Пообещал, что в долгу не останутся, сунул руку за пазуху и выложил на подзеркальник пухлый, перевязанный бечевкой конверт:

– Извольте, не побрезгайте – авансец.

И снова смущенно кашлянул, даже слегка зарделся.

– Деньгами не брезгаем. Напротив даже. – Ловким щелчком господин отправил конверт в выдвижной ящик подзеркальника. Отправил и непринужденно за двинул: – Благодарим-с. – Из вежливости счел нужным осведомиться: – Как вам Петербург?

Гостю оставалось лишь развести руками в немом изумлении перед Петербургом и произнести сакраментальное:

– Столица!

Тот осклабился в любезной улыбке.

Через месяц принимали архитектора у себя в Курске. Водили, показывали место, под постройку отведенное, благо вот оно, рядом, в двух шагах от дома. Он осматривал, вымеривал шагами, что-то черкал в записную книжку, соображал. Потом удовлетворенно карандашом по обложке постукивал, на солнце рассеянно жмурился, что-то напевал: расчеты завершены, кончена работа.

– Пожалуйте отобедать. На воздухе-то, чай, проголодались?

– Что ж, охотно.

Попотчевали его курником, поросенком с гречневой кашей, заливным из осетрины, водками и наливками: все-таки столичный фрукт, надо уважить.

Довольный уехал, попросив три месяца сроку, и в положенное время прислал курьера с готовым проектом. Если их разложить, эти чертежи и рисунки, всмотреться в них, то будущий храм словно сойдет с бумаги и повиснет в воздухе, сотканный из струйчатых переливов: легкий, изящный и то же время исполненный державной мощи, с восьмискатным куполом, синяя глава, усыпанная золотыми звездами, на четырехсветном фонаре, стройная трехъярусная колокольня. А изнутри украсят росписями, Царские врата позолотят, иконы в резных окладах повесят. Ох, и красив будет храм – из всех курских-то самый красивый, пышный и великолепный. Как запылают жарко свечи, польется с колокольни тихий благовест, воскурят ладан в паникадилах, душа и возрадуется, возликует и к горним высям воспарит…

Конечно же, и все разговоры в семье Машниных были о храме.

Вот наступало время обеда, все собирались к столу, звали из дальней комнаты бабушку Феодосию Наумовну, мать Исидора Ивановича, согбенную, иссохшую, с лицом цвета печеного яблока, но ясную умом, и глаза ястребиные, зоркие, все примечают.
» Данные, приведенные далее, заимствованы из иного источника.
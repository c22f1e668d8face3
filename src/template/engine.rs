// ABOUTME: Template engine implementation using Handlebars in strict mode
// ABOUTME: Provides a named-template registry plus inline rendering for placeholder resolution

use handlebars::Handlebars;
use serde::Serialize;

use super::error::{Result, TemplateError};
use super::helpers;

#[derive(Clone)]
pub struct TemplateEngine {
    handlebars: Handlebars<'static>,
}

impl TemplateEngine {
    /// Create a new template engine with all built-in helpers
    pub fn new() -> Result<Self> {
        let mut handlebars = Handlebars::new();

        // Strict mode: an undefined variable is a render error, never an
        // empty string silently pasted into a notification body.
        handlebars.set_strict_mode(true);
        handlebars.set_dev_mode(false);

        helpers::register_helpers(&mut handlebars);

        Ok(Self { handlebars })
    }

    /// Register a named template, validating its syntax
    pub fn register_template(&mut self, name: &str, source: &str) -> Result<()> {
        self.handlebars
            .register_template_string(name, source)
            .map_err(|e| TemplateError::SyntaxError(e.to_string()))
    }

    pub fn has_template(&self, name: &str) -> bool {
        self.handlebars.get_template(name).is_some()
    }

    /// Render a registered template against the given data
    pub fn render<T: Serialize>(&self, name: &str, data: &T) -> Result<String> {
        if !self.has_template(name) {
            return Err(TemplateError::NotRegistered(name.to_string()));
        }

        self.handlebars
            .render(name, data)
            .map_err(TemplateError::RenderError)
    }

    /// Render an inline template string against the given data
    pub fn render_inline<T: Serialize>(&self, template: &str, data: &T) -> Result<String> {
        self.handlebars
            .render_template(template, data)
            .map_err(TemplateError::RenderError)
    }

    /// Validate template syntax without rendering
    pub fn validate_template(&self, template: &str) -> Result<()> {
        match handlebars::Template::compile(template) {
            Ok(_) => Ok(()),
            Err(e) => Err(TemplateError::SyntaxError(e.to_string())),
        }
    }

    /// Check if a string contains template expressions
    pub fn has_placeholders(&self, text: &str) -> bool {
        text.contains("{{") && text.contains("}}")
    }
}

impl Default for TemplateEngine {
    fn default() -> Self {
        Self::new().expect("Failed to create default template engine")
    }
}

#[cfg(test)]
mod tests {
    use super::*;
    use serde_json::json;

    #[test]
    fn test_inline_rendering() {
        let engine = TemplateEngine::new().unwrap();
        let data = json!({ "name": "World" });

        let result = engine.render_inline("Hello {{name}}!", &data).unwrap();
        assert_eq!(result, "Hello World!");
    }

    #[test]
    fn test_named_template_rendering() {
        let mut engine = TemplateEngine::new().unwrap();
        engine
            .register_template("greeting", "Hi {{who}}, from {{from}}")
            .unwrap();

        let result = engine
            .render("greeting", &json!({ "who": "ops", "from": "herald" }))
            .unwrap();
        assert_eq!(result, "Hi ops, from herald");
    }

    #[test]
    fn test_unregistered_template() {
        let engine = TemplateEngine::new().unwrap();
        let err = engine.render("missing", &json!({})).unwrap_err();
        assert!(matches!(err, TemplateError::NotRegistered(ref name) if name == "missing"));
    }

    #[test]
    fn test_strict_mode_rejects_undefined_variables() {
        let engine = TemplateEngine::new().unwrap();
        let result = engine.render_inline("value: {{not_defined}}", &json!({}));
        assert!(matches!(result, Err(TemplateError::RenderError(_))));
    }

    #[test]
    fn test_conditional_on_false_value() {
        let engine = TemplateEngine::new().unwrap();
        let data = json!({ "failed": false });

        let result = engine
            .render_inline("{{#if failed}}bad{{else}}good{{/if}}", &data)
            .unwrap();
        assert_eq!(result, "good");
    }

    #[test]
    fn test_template_validation() {
        let engine = TemplateEngine::new().unwrap();

        assert!(engine.validate_template("Hello {{name}}").is_ok());
        assert!(engine.validate_template("Hello {{name}").is_err());
        assert!(engine
            .validate_template("{{#if condition}}true{{else}}false{{/if}}")
            .is_ok());
    }

    #[test]
    fn test_has_placeholders() {
        let engine = TemplateEngine::new().unwrap();

        assert!(engine.has_placeholders("{{ execution.id }}"));
        assert!(!engine.has_placeholders("exec-2024-001"));
    }

    #[test]
    fn test_registration_rejects_bad_syntax() {
        let mut engine = TemplateEngine::new().unwrap();
        let result = engine.register_template("broken", "{{#if x}}no close");
        assert!(matches!(result, Err(TemplateError::SyntaxError(_))));
    }
}
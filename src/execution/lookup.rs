// ABOUTME: Execution lookup collaborator trait consumed by the context builder
// ABOUTME: Implemented against the orchestration engine's repository or API

use async_trait::async_trait;

use super::error::Result;
use super::snapshot::ExecutionSnapshot;

/// Port into the orchestration engine's execution store. One call per
/// notification dispatch; the pipeline performs no retry of its own.
#[async_trait]
pub trait ExecutionLookup: Send + Sync {
    async fn find(&self, id: &str) -> Result<ExecutionSnapshot>;
}
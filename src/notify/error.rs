// ABOUTME: Error types for the notification pipeline
// ABOUTME: Surfaces context, template, and transport failures verbatim to the caller

use thiserror::Error;

use crate::context::ContextError;
use crate::execution::LookupError;
use crate::template::TemplateError;
use crate::transport::TransportError;

#[derive(Error, Debug)]
pub enum NotifyError {
    #[error(transparent)]
    Context(#[from] ContextError),

    #[error(transparent)]
    Template(#[from] TemplateError),

    #[error(transparent)]
    Transport(#[from] TransportError),
}

impl NotifyError {
    /// True when the failure was an unresolvable execution identifier.
    pub fn is_not_found(&self) -> bool {
        matches!(
            self,
            NotifyError::Context(ContextError::Lookup(LookupError::NotFound { .. }))
        )
    }
}

pub type Result<T> = std::result::Result<T, NotifyError>;
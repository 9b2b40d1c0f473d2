mod processor;

pub use processor::{
    run_listener, AccumulationMode, ListenerExit, TurnOutcome, TurnProcessor, TurnState,
};
pub mod client;
pub mod messages;
pub mod uplink;

pub use client::{TranscriptionClient, UplinkReceiver, UplinkSender};
pub use messages::{TerminateMessage, TranscriptionEvent};
pub use uplink::{AudioUplink, EventSource, UplinkConnector};
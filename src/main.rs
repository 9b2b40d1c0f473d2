use anyhow::{Context, Result};
use call_bridge::{create_router, http::media_stream_url, AppState, Config};
use clap::Parser;
use std::time::Duration;
use tracing::{info, warn};
use tracing_subscriber::EnvFilter;

#[derive(Debug, Parser)]
#[command(name = "call-bridge", about = "Phone call ↔ streaming transcription bridge")]
struct Args {
    /// Config file path (extension optional)
    #[arg(long, default_value = "config/call-bridge")]
    config: String,

    /// Override the HTTP port from the config file
    #[arg(long)]
    port: Option<u16>,
}

#[tokio::main]
async fn main() -> Result<()> {
    tracing_subscriber::fmt()
        .with_env_filter(EnvFilter::try_from_default_env().unwrap_or_else(|_| EnvFilter::new("info")))
        .init();

    let args = Args::parse();
    let mut cfg = Config::load(&args.config)?;
    if let Some(port) = args.port {
        cfg.service.http.port = port;
    }

    info!("Call Bridge v{}", env!("CARGO_PKG_VERSION"));
    info!("Loaded config: {}", cfg.service.name);
    info!("HTTP server will bind to {}:{}", cfg.service.http.bind, cfg.service.http.port);
    info!("Media streams will connect to: {}", media_stream_url(&cfg, "<example>"));
    if cfg.transcription.api_key.is_none() {
        warn!("No transcription credential (AAI_TOKEN) set; media legs will close immediately");
    }

    let addr = format!("{}:{}", cfg.service.http.bind, cfg.service.http.port);
    let retention = cfg.sessions.clone();

    let state = AppState::from_config(cfg)?;
    let _sweeper = state.registry().spawn_sweeper(
        Duration::from_secs(retention.idle_ttl_secs),
        Duration::from_secs(retention.sweep_interval_secs),
    );

    let app = create_router(state);
    let listener = tokio::net::TcpListener::bind(&addr)
        .await
        .with_context(|| format!("Failed to bind {}", addr))?;

    info!("Listening on {}", addr);
    axum::serve(listener, app).await.context("HTTP server error")?;

    Ok(())
}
Встречали ее у порога, придерживая под руки, помогали дойти до стола, усаживали в глубокое кресло, укутывали ноги пуховой шалью (если хворала, посылали ей обед с прислугой). Перекрестившись на темные лики икон, покрытых белоснежными рушниками, сами чинно садились за стол; Исидор Иванович наставительно кивал старшей:

– Читай.

Параскева, выпрямившись, оправив на плечах малиновое платье с оборками, перекинув на грудь иссиня-черную косу, прочитывала вслух «Отче наш», после чего все снова крестились и дружно брались за ложки. Но, не успев зачерпнуть из тарелки, Исидор Иванович мнительно прислушивался к стуку молотков за окнами, досадливо морщился, словно над ним назойливо зудела злая муха, и с сомнением покачивал чубатой головой:

– Ох, боюсь, перекосят, шельмы. Снова не по отвесу прибьют. Не раз уж такое бывало.

И – за всем догляд нужен – порывался выбежать, проследить и если что – отчитать за нерадивость, дать хорошую выволочку.

Агафья Фотиевна его мягко останавливала:

– Да ты поешь. Остынет.

Но сама не выдерживала и, тихонько выскользнув за дверь, смотрела, как прибивают, и, лишь убедившись, что муж опасается понапрасну, никакого перекоса нет, все по отвесу, возвращалась на место. Он, глядя на нее, понемногу тоже успокаивался, прояснялся, мягчел.

Дальше мирно обедали, тихонько говорили о подводах с кирпичом, о настилке полов, о резных наличниках для окон, кровельном железе и сусальном золоте. И дети чутко ловили каждое слово – только бы не пропустить что-то важное, а затем, после обеда тоже шушукались в уголке, обсуждали.